Uma beleza esse texto Patti, de uma firmeza, como disse sony, impressionante.
ser mulher nem sempre á tarefa mt fácil mesmo...

Anónimo disse...

Firme e segura!
boa semana
Para quem tem febre e dores de gaganta recomendo chá de Salgueiro, funcionou comigo este fds.
boa semana

Teresa Durães disse...

hum... não sou muito assim...

Brunorix disse...

... e depois da "última pedra incerta", chegar ao papel e deixar palavras de vida em frases de certeza.

Si disse...

Deve ter sido das melhores coisas que li, suas.
Curto, incisivo e pleno de imagens.
A cada vez que se relê, surgem novos pormenores, redescobre-se o significado de cada palavra, soltam-se novos tons da harmonia conseguida, como se, numa pauta, fossemos juntando novos instrumentos ao arranjo.
Parabéns.
Beijinhos

Anónimo disse...

Forma subtil, mas firme de apontar o grande problema da sociedade moderna, onde as pessoas se escondem atrás de máscarass, porque não ousam enfrentar a realidade.
Dantes, em termos estéticos, era exclusivo das mulheres, mas hoje em dia a "máscara" ( do físico, não apenas a da "peresona") também já tem seguidores no exército masculino.

Pitanga Doce disse...

"Só se chora no fim"...e a sós.

beijos, Patti

1/4 de Fada disse...

E aquelas que já nem no fim choram, Patti? Ou como disse a Gi, choram por disparates mas ficam impávidas perante as coisas importantes? E nem quando ficam sozinhas choram?

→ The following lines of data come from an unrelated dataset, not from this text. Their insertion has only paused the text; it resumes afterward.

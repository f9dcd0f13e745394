//! Scrape domain events: content fetching, extraction, social scraping.

use chrono::{DateTime, Utc};
use serde::{Deserialize, Serialize};
use uuid::Uuid;

use crate::core::events::FreshnessBucket;

#[derive(Debug, Clone, Serialize, Deserialize)]
#[serde(tag = "type", rename_all = "snake_case")]
pub enum ScrapeEvent {
    ContentFetched {
        run_id: Uuid,
        url: String,
        canonical_key: String,
        content_hash: String,
        link_count: u32,
    },
    ContentUnchanged {
        run_id: Uuid,
        url: String,
        canonical_key: String,
    },
    ContentFetchFailed {
        run_id: Uuid,
        url: String,
        canonical_key: String,
        error: String,
    },
    SignalsExtracted {
        run_id: Uuid,
        url: String,
        canonical_key: String,
        count: u32,
    },
    ExtractionFailed {
        run_id: Uuid,
        url: String,
        canonical_key: String,
        error: String,
    },
    SocialPostsFetched {
        run_id: Uuid,
        canonical_key: String,
        platform: String,
        count: u32,
    },
    FreshnessRecorded {
        run_id: Uuid,
        node_id: Uuid,
        published_at: Option<DateTime<Utc>>,
        bucket: FreshnessBucket,
    },
    LinkCollected {
        run_id: Uuid,
        url: String,
        discovered_on: String,
    },
}

impl ScrapeEvent {
    pub fn run_id(&self) -> Uuid {
        match self {
            Self::ContentFetched { run_id, .. }
            | Self::ContentUnchanged { run_id, .. }
            | Self::ContentFetchFailed { run_id, .. }
            | Self::SignalsExtracted { run_id, .. }
            | Self::ExtractionFailed { run_id, .. }
            | Self::SocialPostsFetched { run_id, .. }
            | Self::FreshnessRecorded { run_id, .. }
            | Self::LinkCollected { run_id, .. } => *run_id,
        }
    }
}
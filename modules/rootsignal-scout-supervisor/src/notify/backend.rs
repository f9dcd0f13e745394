use async_trait::async_trait;

use crate::types::{SupervisorStats, ValidationIssue};

/// Pluggable notification backend for the supervisor.
#[async_trait]
pub trait NotifyBackend: Send + Sync {
    /// Send a single validation issue notification.
    async fn send(&self, issue: &ValidationIssue) -> anyhow::Result<()>;

    /// Send a digest summary of a supervisor run.
    async fn send_digest(&self, stats: &SupervisorStats) -> anyhow::Result<()>;
}
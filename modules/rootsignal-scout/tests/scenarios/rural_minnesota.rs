//! Scenario 4: Information Desert — minimal sources in a small town.

use simweb::{Fact, Geography, JudgeCriteria, Site, SocialProfile, World};

pub fn world() -> World {
    World {
        name: "Rural Minnesota".to_string(),
        description: "Northfield, Minnesota — a small college town with very few online \
            sources. The town government has a basic website, there's one local newspaper \
            (the Northfield News), and one church runs a Facebook page that occasionally posts \
            about community events. Total: 3 sources. The challenge is producing accurate signals \
            from minimal input without hallucinating information that doesn't exist."
            .to_string(),
        facts: vec![
            Fact {
                text: "Northfield City Council meeting on February 25, 2026 at 7pm, City Hall, 801 Washington Street".to_string(),
                referenced_by: vec![
                    "https://www.ci.northfield.mn.us/meetings".to_string(),
                ],
                category: "community_event".to_string(),
            },
            Fact {
                text: "Northfield Area Food Shelf serves 200 families per month".to_string(),
                referenced_by: vec![
                    "https://www.northfieldnews.com/food-shelf-update".to_string(),
                ],
                category: "resource".to_string(),
            },
            Fact {
                text: "All Saints Episcopal Church hosts a free community meal every Wednesday at noon".to_string(),
                referenced_by: vec![
                    "https://www.facebook.com/allsaintsnorthfield".to_string(),
                ],
                category: "recurring_event".to_string(),
            },
        ],
        sites: vec![
            Site {
                url: "https://www.ci.northfield.mn.us/meetings".to_string(),
                kind: "government".to_string(),
                content_description: "City of Northfield meetings page. Lists upcoming city council \
                    meetings, planning commission, park board. Basic HTML, minimal styling.".to_string(),
                published: Some(chrono::NaiveDate::from_ymd_opt(2026, 2, 10).unwrap()),
                links_to: vec![],
            },
            Site {
                url: "https://www.northfieldnews.com/food-shelf-update".to_string(),
                kind: "news".to_string(),
                content_description: "Northfield News article about the food shelf's annual report. \
                    200 families served monthly, volunteer needs, upcoming fundraiser.".to_string(),
                published: Some(chrono::NaiveDate::from_ymd_opt(2026, 2, 1).unwrap()),
                links_to: vec![],
            },
        ],
        social_profiles: vec![
            SocialProfile {
                platform: "Facebook".to_string(),
                identifier: "allsaintsnorthfield".to_string(),
                persona: "Small church Facebook page. Posts about Sunday services, \
                    Wednesday community meals, occasional volunteer opportunities. \
                    Friendly, low-key tone.".to_string(),
                post_count: 5,
            },
        ],
        topics: vec![
            "community".to_string(),
            "Northfield".to_string(),
        ],
        geography: Geography {
            city: "Northfield".to_string(),
            state_or_region: "Minnesota".to_string(),
            country: "US".to_string(),
            local_terms: vec![
                "Northfield".to_string(),
                "Rice County".to_string(),
                "MN".to_string(),
                "Minnesota".to_string(),
            ],
            center_lat: 44.4583,
            center_lng: -93.1614,
        },
    }
}

pub fn criteria() -> JudgeCriteria {
    JudgeCriteria {
        checks: vec![
            "The agent should produce signals from the minimal sources available (city council meeting, food shelf, church meals) without hallucinating extra information.".to_string(),
            "Total signal count should be small (3-8 signals) reflecting the limited source material. Having 0 signals is a failure; having 15+ signals suggests hallucination.".to_string(),
            "Each signal should be traceable to a specific source — no signals that don't correspond to any site or social profile.".to_string(),
            "The city council meeting should be detected as an Event signal.".to_string(),
            "The food shelf should be detected as a Give/resource signal.".to_string(),
        ],
        pass_threshold: 0.6,
        critical_categories: vec![
            "hallucination".to_string(),
        ],
    }
}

Paulo Tomás Neves disse...

«só se chora no fim»
por vezes nem no fim
beijinhos

Filoxera disse...

Belo texto.
Ser mulher é isto e muito mais. A nossa sensibilidade, a capacidade de nos desdobrarmos e de reiventarmos é especial...
Beijos.

Paulo Cunha Porto disse...

Querida Patti,
belíssimo desvelar do que há de grandeza nos gestos triviais femininos de cada tocar do barco para a frente. Mesmo nas mais Expansivas vi sempre nas Mulheres que conheci uma capacidade de resistir ao sofrimento muito superior à dos homens, talvez porque partam de um enraizamento da dor maior, o que concerne à procura tocar com profundidade superior às circunstâncias, enquanto no género masculino o mais insuportável vá sendo a desconformidade do que esperavam para eles próprios.
Deixo uma pequeta citação de Barrès, em, como se escrevia outrora, singela homenagem:
"A pequena linha do sorriso das Mulheres perturba o pensamento dos sábios e, para nós, a subtileza das nuvens, até"
Beijinho

Ka disse...

Muito bom este teu texto....muito bom mesmo!

E mais não digo....(e tu sabes pporquê)

Beijosss

anniehall disse...

Não comento ....Parabens

LeniB disse...

A vida é assim mesmo: um palco onde desfilam várias personagens, todas encarnadas por um só ser, no meio de muitos "seres", evitando que os outros conheçam o nosso verdadeiro "ser"...
(gostei mesmo muito das "tuas" metáforas!!)

Anónimo disse...

Mulher, é isto mesmo!
Chorar só no fim, mas felizmente há-as que escrevem tudo isso muito bem!
:)

Victor Cardoso disse...

Patti, os meus sinceros parabéns, por ter pensado e desenhado tão bem esta Ode à Mulher.

Patti disse...

Vizinhança:
Este texto foi como alguns disseram e bem, um tributo à mulher e à sua forma de encarar a vida, de todas as vezes que lhe é pedido.
Obrigada pelas palavras.

paulofski disse...

Licença Patti. Simplesmente lindo, intenso, puro.

Beijo

JC disse...

Texto diferene daqueles que tem escrito, mas na minha modesta opinião muito forte e intenso.